Within the listing below, please copy exactly the lines between the line holding "methods. Declarations are" and the line holding "use dashmap::DashMap;", inclusive.
☆ ☆ ☆ ☆ ☆
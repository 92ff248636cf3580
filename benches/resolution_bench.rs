//! Overload resolution and whole-unit checking benchmarks.
//!
//! Measures how resolution scales with the number of overloads on one
//! receiver, and how a pass scales with the number of script statements.

use criterion::{BenchmarkId, Criterion, black_box, criterion_group, criterion_main};
use stc::stc_ast::BinaryOp;
use stc::{
    AstBuilder, CheckerOptions, CheckerState, ExtensionMethodCache, LoadingContextId,
    MethodResolver, NodeArena, NodeIndex, TypeDatabase, TypeId, TypeRef, TypeStore, check_unit,
    declare_unit,
};

const OVERLOAD_COUNTS: &[usize] = &[2, 8, 32];
const STATEMENT_COUNTS: &[usize] = &[10, 100, 1000];

const PARAM_TYPES: &[&str] = &["Object", "Number", "Integer", "Comparable", "CharSequence", "String"];

/// `class Api { void m(<T1> a, <T2> b) ... }` with `count` overloads.
fn overloaded_class(count: usize) -> (NodeArena, NodeIndex) {
    let mut b = AstBuilder::new();
    let methods = (0..count)
        .map(|i| {
            let first = PARAM_TYPES[i % PARAM_TYPES.len()];
            let second = PARAM_TYPES[(i / PARAM_TYPES.len()) % PARAM_TYPES.len()];
            let mut params = vec![
                AstBuilder::param("a", Some(TypeRef::named(first))),
                AstBuilder::param("b", Some(TypeRef::named(second))),
            ];
            if i % 3 == 2 {
                params.push(AstBuilder::param(
                    "rest",
                    Some(TypeRef::array(TypeRef::named("Object"))),
                ));
            }
            b.method("m", params, Some(TypeRef::named("void")), Vec::new())
        })
        .collect();
    let class = b.class("Api", Vec::new(), methods);
    let root = b.unit(vec![class], Vec::new());
    (b.finish(), root)
}

fn bench_resolve_method(c: &mut Criterion) {
    let mut group = c.benchmark_group("resolve_method");

    for &count in OVERLOAD_COUNTS {
        let (arena, root) = overloaded_class(count);
        let mut store = TypeStore::new();
        declare_unit(&mut store, &arena, root);
        let Some(api) = store.class_by_name("Api") else {
            continue;
        };
        let receiver = store.class_type(api, &[]);
        let args = [TypeId::INT, store.string_type()];

        group.bench_with_input(BenchmarkId::new("overloads", count), &args, |b, args| {
            b.iter(|| {
                let resolver = MethodResolver::new(&store);
                black_box(resolver.resolve_method(receiver, "m", black_box(args)))
            });
        });
    }

    group.finish();
}

fn bench_extension_methods(c: &mut Criterion) {
    let store = TypeStore::new();
    let cache = ExtensionMethodCache::with_builtins();
    let extensions = cache.get(LoadingContextId(0), &store);
    let wk = store.well_known();
    let integer = store.class_type(wk.integer, &[]);
    let list = store.class_type(wk.list, &[integer]);
    let closure = store.class_type(wk.closure, &[]);

    c.bench_function("resolve_extension_each", |b| {
        b.iter(|| {
            let resolver = MethodResolver::new(&store).with_extensions(&extensions);
            black_box(resolver.resolve_method(list, "each", &[closure]))
        });
    });

    c.bench_function("extension_cache_hit", |b| {
        b.iter(|| black_box(cache.get(LoadingContextId(0), &store)));
    });
}

/// `def x = 0; x = x + 1; "s".length(); ...` repeated `count` times.
fn script(count: usize) -> (NodeArena, NodeIndex) {
    let mut b = AstBuilder::new();
    let zero = b.int(0);
    let mut statements = vec![b.def("x", zero)];
    for i in 0..count {
        let stmt = match i % 3 {
            0 => {
                let x = b.var("x");
                let one = b.int(1);
                let sum = b.binary(BinaryOp::Plus, x, one);
                b.assign_stmt("x", sum)
            }
            1 => {
                let text = b.string("s");
                let call = b.call(text, "length", Vec::new());
                b.expr_stmt(call)
            }
            _ => {
                let one = b.int(1);
                let two = b.int(2);
                let list = b.list(vec![one, two]);
                let it = b.var("it");
                let body = b.expr_stmt(it);
                let closure = b.closure(None, vec![body]);
                let call = b.call(list, "collect", vec![closure]);
                b.expr_stmt(call)
            }
        };
        statements.push(stmt);
    }
    let root = b.unit(Vec::new(), statements);
    (b.finish(), root)
}

fn bench_check_unit(c: &mut Criterion) {
    let mut group = c.benchmark_group("check_unit");

    for &count in STATEMENT_COUNTS {
        let (arena, root) = script(count);
        group.bench_with_input(BenchmarkId::new("declare_and_check", count), &arena, |b, arena| {
            b.iter(|| {
                let mut store = TypeStore::new();
                black_box(check_unit(&mut store, arena, root, CheckerOptions::default()))
            });
        });

        let mut store = TypeStore::new();
        let declared = declare_unit(&mut store, &arena, root);
        let cache = ExtensionMethodCache::with_builtins();
        let methods = cache.get(LoadingContextId(0), &store);
        group.bench_with_input(BenchmarkId::new("check_only", count), &arena, |b, arena| {
            b.iter(|| {
                let state = CheckerState::new(&store, arena, &declared, CheckerOptions::default())
                    .with_extension_methods(methods.clone());
                black_box(state.check(root))
            });
        });
    }

    group.finish();
}

criterion_group!(
    benches,
    bench_resolve_method,
    bench_extension_methods,
    bench_check_unit
);
criterion_main!(benches);
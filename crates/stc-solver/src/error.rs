//! Unrecoverable solver failures.
//!
//! Everything a user can cause is reported as a diagnostic by the checker.
//! These errors signal inconsistent input from the host and abort the pass.

use thiserror::Error;

#[derive(Debug, Clone, PartialEq, Eq, Error)]
pub enum SolverError {
    #[error(
        "method {method} is declared on {declaring}, which is not in the ancestry of receiver type {receiver}"
    )]
    DeclaringClassNotInAncestry {
        method: String,
        declaring: String,
        receiver: String,
    },
}
//! Type database: the narrow capability every algebra function is written against.
//!
//! `TypeStore` is the concrete implementation. It owns the interner, the class
//! and method declarations, and a concurrent memo of return types inferred for
//! `def` methods. Declarations are added up front (`&mut self`); checking only
//! needs `&self`, so one store can back several checking passes at once.

use crate::intern::TypeInterner;
use crate::types::{
    ClassDef, ClassId, ClassKind, MethodDef, MethodId, ParamDef, TypeData, TypeId,
};
use dashmap::DashMap;
use rustc_hash::{FxBuildHasher, FxHashMap};
use std::sync::Arc;
use std::sync::atomic::{AtomicU64, Ordering};
use tracing::trace;

/// Identity of one type store. `TypeId`s are only meaningful within the
/// store that interned them.
#[derive(Clone, Copy, Debug, PartialEq, Eq, Hash, PartialOrd, Ord)]
pub struct StoreId(pub u64);

static NEXT_STORE_ID: AtomicU64 = AtomicU64::new(1);

/// Class ids of the builtin runtime types.
#[derive(Clone, Debug, Default)]
pub struct WellKnown {
    pub object: ClassId,
    pub comparable: ClassId,
    pub serializable: ClassId,
    pub cloneable: ClassId,
    pub char_sequence: ClassId,
    pub string: ClassId,
    pub gstring: ClassId,
    pub number: ClassId,
    pub byte: ClassId,
    pub short: ClassId,
    pub integer: ClassId,
    pub long: ClassId,
    pub float: ClassId,
    pub double: ClassId,
    pub character: ClassId,
    pub boolean: ClassId,
    pub void: ClassId,
    pub big_integer: ClassId,
    pub big_decimal: ClassId,
    pub iterable: ClassId,
    pub iterator: ClassId,
    pub collection: ClassId,
    pub list: ClassId,
    pub abstract_list: ClassId,
    pub array_list: ClassId,
    pub linked_list: ClassId,
    pub set: ClassId,
    pub hash_set: ClassId,
    pub linked_hash_set: ClassId,
    pub map: ClassId,
    pub map_entry: ClassId,
    pub hash_map: ClassId,
    pub linked_hash_map: ClassId,
    pub range: ClassId,
    pub int_range: ClassId,
    pub closure: ClassId,
    pub class: ClassId,
    pub runnable: ClassId,
    pub function: ClassId,
    pub comparator: ClassId,
    pub throwable: ClassId,
    pub exception: ClassId,
    pub runtime_exception: ClassId,
    pub illegal_argument_exception: ClassId,
    pub io_exception: ClassId,
}

pub trait TypeDatabase: Sync {
    fn intern(&self, data: TypeData) -> TypeId;
    fn lookup(&self, id: TypeId) -> TypeData;
    fn class_def(&self, id: ClassId) -> &ClassDef;
    fn method_def(&self, id: MethodId) -> &MethodDef;
    /// Resolve a qualified or simple class name.
    fn class_by_name(&self, name: &str) -> Option<ClassId>;
    fn well_known(&self) -> &WellKnown;
    fn store_id(&self) -> StoreId;
    /// Return type previously inferred for a `def` method.
    fn inferred_return_type(&self, method: MethodId) -> Option<TypeId>;
    fn record_inferred_return_type(&self, method: MethodId, ty: TypeId);

    fn class_type(&self, class: ClassId, args: &[TypeId]) -> TypeId {
        self.intern(TypeData::Class(crate::types::ClassRef {
            class,
            args: args.iter().copied().collect(),
        }))
    }

    fn array_of(&self, component: TypeId) -> TypeId {
        self.intern(TypeData::Array(component))
    }

    fn placeholder(&self, name: &str) -> TypeId {
        self.intern(TypeData::Placeholder(Arc::from(name)))
    }

    fn object_type(&self) -> TypeId {
        self.class_type(self.well_known().object, &[])
    }

    fn string_type(&self) -> TypeId {
        self.class_type(self.well_known().string, &[])
    }

    /// The class a type refers to, if it is a class reference.
    fn class_of(&self, ty: TypeId) -> Option<ClassId> {
        match self.lookup(ty) {
            TypeData::Class(class_ref) => Some(class_ref.class),
            _ => None,
        }
    }
}

/// Owns declarations and the interner.
pub struct TypeStore {
    id: StoreId,
    interner: TypeInterner,
    classes: Vec<ClassDef>,
    methods: Vec<MethodDef>,
    class_names: FxHashMap<Arc<str>, ClassId>,
    well_known: WellKnown,
    inferred_returns: DashMap<MethodId, TypeId, FxBuildHasher>,
}

impl TypeStore {
    /// A store populated with the builtin runtime types.
    #[must_use]
    pub fn new() -> Self {
        let mut store = Self::empty();
        crate::builtins::bootstrap(&mut store);
        store
    }

    pub(crate) fn empty() -> Self {
        Self {
            id: StoreId(NEXT_STORE_ID.fetch_add(1, Ordering::Relaxed)),
            interner: TypeInterner::new(),
            classes: Vec::new(),
            methods: Vec::new(),
            class_names: FxHashMap::default(),
            well_known: WellKnown::default(),
            inferred_returns: DashMap::with_hasher(FxBuildHasher),
        }
    }

    pub(crate) fn well_known_mut(&mut self) -> &mut WellKnown {
        &mut self.well_known
    }

    #[must_use]
    pub fn interner(&self) -> &TypeInterner {
        &self.interner
    }

    /// Add a class declaration. Classes other than `Object` without an
    /// explicit superclass extend `Object` once the builtins exist.
    pub fn add_class(&mut self, mut def: ClassDef) -> ClassId {
        let id = ClassId(self.classes.len() as u32);
        if def.super_class.is_none() && def.kind != ClassKind::Interface && !self.classes.is_empty()
        {
            def.super_class = Some(self.object_type());
        }
        let qualified = def.name.clone();
        let simple: Arc<str> = Arc::from(def.simple_name());
        trace!(class = %qualified, id = id.0, "add_class");
        self.class_names.insert(qualified.clone(), id);
        if simple != qualified {
            self.class_names.entry(simple).or_insert(id);
        }
        self.classes.push(def);
        id
    }

    /// Create an empty declaration to be filled in later with `class_mut`.
    pub fn declare_class(&mut self, name: &str, kind: ClassKind) -> ClassId {
        self.add_class(ClassDef::new(name, kind))
    }

    /// Register an additional lookup name (e.g. `Map.Entry`).
    pub fn register_alias(&mut self, alias: &str, class: ClassId) {
        self.class_names.insert(Arc::from(alias), class);
    }

    pub fn class_mut(&mut self, id: ClassId) -> &mut ClassDef {
        &mut self.classes[id.0 as usize]
    }

    pub fn method_mut(&mut self, id: MethodId) -> &mut MethodDef {
        &mut self.methods[id.0 as usize]
    }

    pub fn add_method(&mut self, class: ClassId, mut def: MethodDef) -> MethodId {
        let id = MethodId(self.methods.len() as u32);
        def.declaring = class;
        self.methods.push(def);
        self.classes[class.0 as usize].methods.push(id);
        id
    }

    pub fn add_constructor(&mut self, class: ClassId, params: Vec<ParamDef>) -> MethodId {
        let id = MethodId(self.methods.len() as u32);
        let mut def = MethodDef::new("<init>", params, TypeId::VOID);
        def.declaring = class;
        self.methods.push(def);
        self.classes[class.0 as usize].constructors.push(id);
        id
    }

    #[must_use]
    pub fn class_count(&self) -> usize {
        self.classes.len()
    }

    /// All class ids, in declaration order.
    pub fn class_ids(&self) -> impl Iterator<Item = ClassId> + '_ {
        (0..self.classes.len() as u32).map(ClassId)
    }
}

impl Default for TypeStore {
    fn default() -> Self {
        Self::new()
    }
}

impl TypeDatabase for TypeStore {
    fn intern(&self, data: TypeData) -> TypeId {
        self.interner.intern(data)
    }

    fn lookup(&self, id: TypeId) -> TypeData {
        self.interner.lookup(id)
    }

    fn class_def(&self, id: ClassId) -> &ClassDef {
        &self.classes[id.0 as usize]
    }

    fn method_def(&self, id: MethodId) -> &MethodDef {
        &self.methods[id.0 as usize]
    }

    fn class_by_name(&self, name: &str) -> Option<ClassId> {
        self.class_names.get(name).copied()
    }

    fn well_known(&self) -> &WellKnown {
        &self.well_known
    }

    fn store_id(&self) -> StoreId {
        self.id
    }

    fn inferred_return_type(&self, method: MethodId) -> Option<TypeId> {
        self.inferred_returns.get(&method).map(|entry| *entry)
    }

    fn record_inferred_return_type(&self, method: MethodId, ty: TypeId) {
        self.inferred_returns.insert(method, ty);
    }
}

#[cfg(test)]
#[path = "tests/db_tests.rs"]
mod tests;
//! Type algebra and overload resolution.
//!
//! This crate owns everything the checker asks about types:
//!
//! - **Interning**: `TypeData` values are hash-consed into `TypeId`s, so type
//!   equality is an integer comparison
//! - **Declarations**: `TypeStore` holds classes and methods (including the
//!   builtin runtime classes) behind the `TypeDatabase` trait
//! - **Relations**: assignability, argument distance and least upper bounds
//! - **Generics**: one-directional placeholder connections and substitution
//! - **Resolution**: candidate collection and overload selection, with
//!   extension methods served from a versioned per-context cache
//!
//! Every algebra function takes `&dyn TypeDatabase` and never mutates
//! declarations; parameterized types are fresh interned values.

pub mod assignability;
mod builtins;
pub mod db;
pub mod distance;
pub mod error;
pub mod extensions;
pub mod format;
pub mod generics;
pub mod hierarchy;
mod intern;
pub mod lub;
pub mod members;
pub mod numeric;
pub mod resolution;
pub mod sam;
pub mod types;

pub use assignability::{AssignMode, is_assignable_to, literal_constructor_for};
pub use db::{StoreId, TypeDatabase, TypeStore, WellKnown};
pub use distance::get_distance;
pub use error::SolverError;
pub use extensions::{
    BuiltinExtensions, ExtensionMethod, ExtensionMethodCache, ExtensionSet, ExtensionSource,
    LoadingContextId,
};
pub use format::{format_type, format_type_list};
pub use generics::{
    Bindings, BoundViolation, Conflict, Connections, check_bounds, erase_placeholders, extract_connections,
    substitute,
};
pub use intern::TypeInterner;
pub use lub::{least_upper_bound, union_of};
pub use members::{PropertyInfo, PropertySource, lookup_property};
pub use resolution::{
    CandidateMethod, CandidateOrigin, ClosureParamTypes, MethodMatch, MethodResolution,
    MethodResolver, MethodShape,
};
pub use types::{
    ClassDef, ClassId, ClassKind, ClosureParamHint, DelegatesTo, DelegationStrategy,
    DelegationTarget, FieldDef, GenericParam, MemberFlags, MethodDef, MethodId, ParamDef,
    PrimitiveKind, PropertyDef, TypeData, TypeId,
};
☆ ☆ ☆ ☆ ☆
* **Reply**:
//! `def` methods. Declarations are added up front (`&mut self`); checking only
//! needs `&self`, so one store can back several checking passes at once.

use crate::intern::TypeInterner;
use crate::types::{
    ClassDef, ClassId, ClassKind, MethodDef, MethodId, ParamDef, TypeData, TypeId,
};
use dashmap::DashMap;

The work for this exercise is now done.